Description of the task ->
Go through the data below and copy each line where the word "SpoolNotifier" occurs.

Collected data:

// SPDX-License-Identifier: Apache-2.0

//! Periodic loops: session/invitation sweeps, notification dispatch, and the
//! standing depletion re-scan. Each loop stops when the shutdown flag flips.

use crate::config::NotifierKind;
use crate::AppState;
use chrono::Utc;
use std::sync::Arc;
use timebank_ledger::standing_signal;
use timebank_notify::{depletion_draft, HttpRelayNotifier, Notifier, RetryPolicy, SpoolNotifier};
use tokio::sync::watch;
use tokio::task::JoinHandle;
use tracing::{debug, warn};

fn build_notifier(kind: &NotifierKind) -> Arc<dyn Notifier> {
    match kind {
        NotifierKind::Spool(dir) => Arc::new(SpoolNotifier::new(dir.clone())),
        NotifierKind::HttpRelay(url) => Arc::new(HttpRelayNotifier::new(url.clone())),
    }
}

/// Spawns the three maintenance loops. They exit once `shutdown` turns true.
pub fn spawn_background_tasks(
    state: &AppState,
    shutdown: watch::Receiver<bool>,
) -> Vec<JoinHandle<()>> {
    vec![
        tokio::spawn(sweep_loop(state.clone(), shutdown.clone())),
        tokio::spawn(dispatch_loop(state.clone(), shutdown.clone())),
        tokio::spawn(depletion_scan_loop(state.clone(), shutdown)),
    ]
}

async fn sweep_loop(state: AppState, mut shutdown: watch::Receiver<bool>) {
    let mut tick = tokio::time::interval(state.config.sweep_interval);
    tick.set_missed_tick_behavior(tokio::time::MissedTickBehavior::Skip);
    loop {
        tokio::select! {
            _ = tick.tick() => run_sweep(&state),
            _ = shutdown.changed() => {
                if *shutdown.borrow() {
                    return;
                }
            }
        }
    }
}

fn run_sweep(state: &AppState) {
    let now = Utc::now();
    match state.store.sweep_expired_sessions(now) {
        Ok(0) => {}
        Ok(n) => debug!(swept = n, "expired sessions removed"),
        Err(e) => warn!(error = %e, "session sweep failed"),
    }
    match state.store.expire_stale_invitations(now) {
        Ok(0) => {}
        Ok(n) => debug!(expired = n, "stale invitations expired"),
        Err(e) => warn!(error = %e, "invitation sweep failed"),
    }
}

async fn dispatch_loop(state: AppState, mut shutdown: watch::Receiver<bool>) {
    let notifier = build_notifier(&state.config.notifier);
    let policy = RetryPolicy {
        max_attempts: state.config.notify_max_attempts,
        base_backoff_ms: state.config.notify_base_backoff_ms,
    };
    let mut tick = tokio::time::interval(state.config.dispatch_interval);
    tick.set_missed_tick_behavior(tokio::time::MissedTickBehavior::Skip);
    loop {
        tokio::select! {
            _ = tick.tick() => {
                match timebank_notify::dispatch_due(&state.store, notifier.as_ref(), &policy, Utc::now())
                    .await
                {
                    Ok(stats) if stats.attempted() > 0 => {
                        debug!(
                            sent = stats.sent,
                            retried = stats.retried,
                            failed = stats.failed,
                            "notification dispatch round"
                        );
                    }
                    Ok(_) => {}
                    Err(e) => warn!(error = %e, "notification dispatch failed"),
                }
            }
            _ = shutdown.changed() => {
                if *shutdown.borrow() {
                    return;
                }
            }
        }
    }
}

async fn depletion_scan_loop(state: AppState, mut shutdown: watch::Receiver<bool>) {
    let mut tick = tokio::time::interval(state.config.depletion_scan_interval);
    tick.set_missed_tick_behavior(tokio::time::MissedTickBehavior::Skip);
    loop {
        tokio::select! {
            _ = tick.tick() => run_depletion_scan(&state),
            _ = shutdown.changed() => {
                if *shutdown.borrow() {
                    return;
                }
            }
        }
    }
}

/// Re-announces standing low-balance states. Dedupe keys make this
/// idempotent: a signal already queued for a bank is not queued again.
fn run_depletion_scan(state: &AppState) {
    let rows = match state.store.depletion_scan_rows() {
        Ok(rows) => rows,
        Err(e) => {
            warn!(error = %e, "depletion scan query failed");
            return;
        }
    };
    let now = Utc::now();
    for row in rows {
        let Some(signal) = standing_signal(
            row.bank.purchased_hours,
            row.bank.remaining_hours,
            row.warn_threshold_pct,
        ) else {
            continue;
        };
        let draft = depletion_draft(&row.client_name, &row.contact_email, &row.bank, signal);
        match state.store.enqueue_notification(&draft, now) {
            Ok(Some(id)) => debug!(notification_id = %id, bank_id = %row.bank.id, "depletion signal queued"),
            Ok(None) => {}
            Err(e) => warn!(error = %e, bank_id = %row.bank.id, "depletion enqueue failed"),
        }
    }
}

* * *

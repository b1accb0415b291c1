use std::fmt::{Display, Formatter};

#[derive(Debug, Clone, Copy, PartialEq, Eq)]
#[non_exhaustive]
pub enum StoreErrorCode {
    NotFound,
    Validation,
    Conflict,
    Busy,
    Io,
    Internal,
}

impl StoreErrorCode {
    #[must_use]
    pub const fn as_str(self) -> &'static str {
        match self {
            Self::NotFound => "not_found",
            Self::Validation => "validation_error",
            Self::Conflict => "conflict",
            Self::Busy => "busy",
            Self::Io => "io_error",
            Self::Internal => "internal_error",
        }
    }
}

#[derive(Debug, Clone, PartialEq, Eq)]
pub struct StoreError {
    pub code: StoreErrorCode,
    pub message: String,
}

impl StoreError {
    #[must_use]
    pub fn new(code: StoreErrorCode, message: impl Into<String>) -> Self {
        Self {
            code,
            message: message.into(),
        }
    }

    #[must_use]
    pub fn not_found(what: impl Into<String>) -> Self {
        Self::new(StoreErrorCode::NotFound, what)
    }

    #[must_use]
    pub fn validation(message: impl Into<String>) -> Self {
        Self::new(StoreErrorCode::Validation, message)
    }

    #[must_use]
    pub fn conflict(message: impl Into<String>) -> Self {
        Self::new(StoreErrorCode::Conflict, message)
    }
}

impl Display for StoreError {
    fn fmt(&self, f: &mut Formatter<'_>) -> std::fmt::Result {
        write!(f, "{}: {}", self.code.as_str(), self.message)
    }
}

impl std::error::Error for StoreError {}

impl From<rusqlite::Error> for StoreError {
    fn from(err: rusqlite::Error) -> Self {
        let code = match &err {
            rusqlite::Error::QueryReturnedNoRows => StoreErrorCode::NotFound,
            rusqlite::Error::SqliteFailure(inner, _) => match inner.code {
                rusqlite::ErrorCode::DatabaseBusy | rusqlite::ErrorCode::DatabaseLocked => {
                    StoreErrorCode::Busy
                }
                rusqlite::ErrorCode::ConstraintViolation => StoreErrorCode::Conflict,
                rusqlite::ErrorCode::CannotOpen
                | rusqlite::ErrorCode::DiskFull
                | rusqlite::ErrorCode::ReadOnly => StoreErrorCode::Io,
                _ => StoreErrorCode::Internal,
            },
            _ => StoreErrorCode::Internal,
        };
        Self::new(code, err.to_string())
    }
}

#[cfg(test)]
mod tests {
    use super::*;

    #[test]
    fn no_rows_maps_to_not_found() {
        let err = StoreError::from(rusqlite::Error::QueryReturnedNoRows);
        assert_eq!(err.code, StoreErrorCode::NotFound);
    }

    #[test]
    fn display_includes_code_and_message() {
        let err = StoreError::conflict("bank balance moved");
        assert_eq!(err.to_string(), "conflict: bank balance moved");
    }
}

Task solution ->
use timebank_notify::{depletion_draft, HttpRelayNotifier, Notifier, RetryPolicy, SpoolNotifier};
        NotifierKind::Spool(dir) => Arc::new(SpoolNotifier::new(dir.clone())),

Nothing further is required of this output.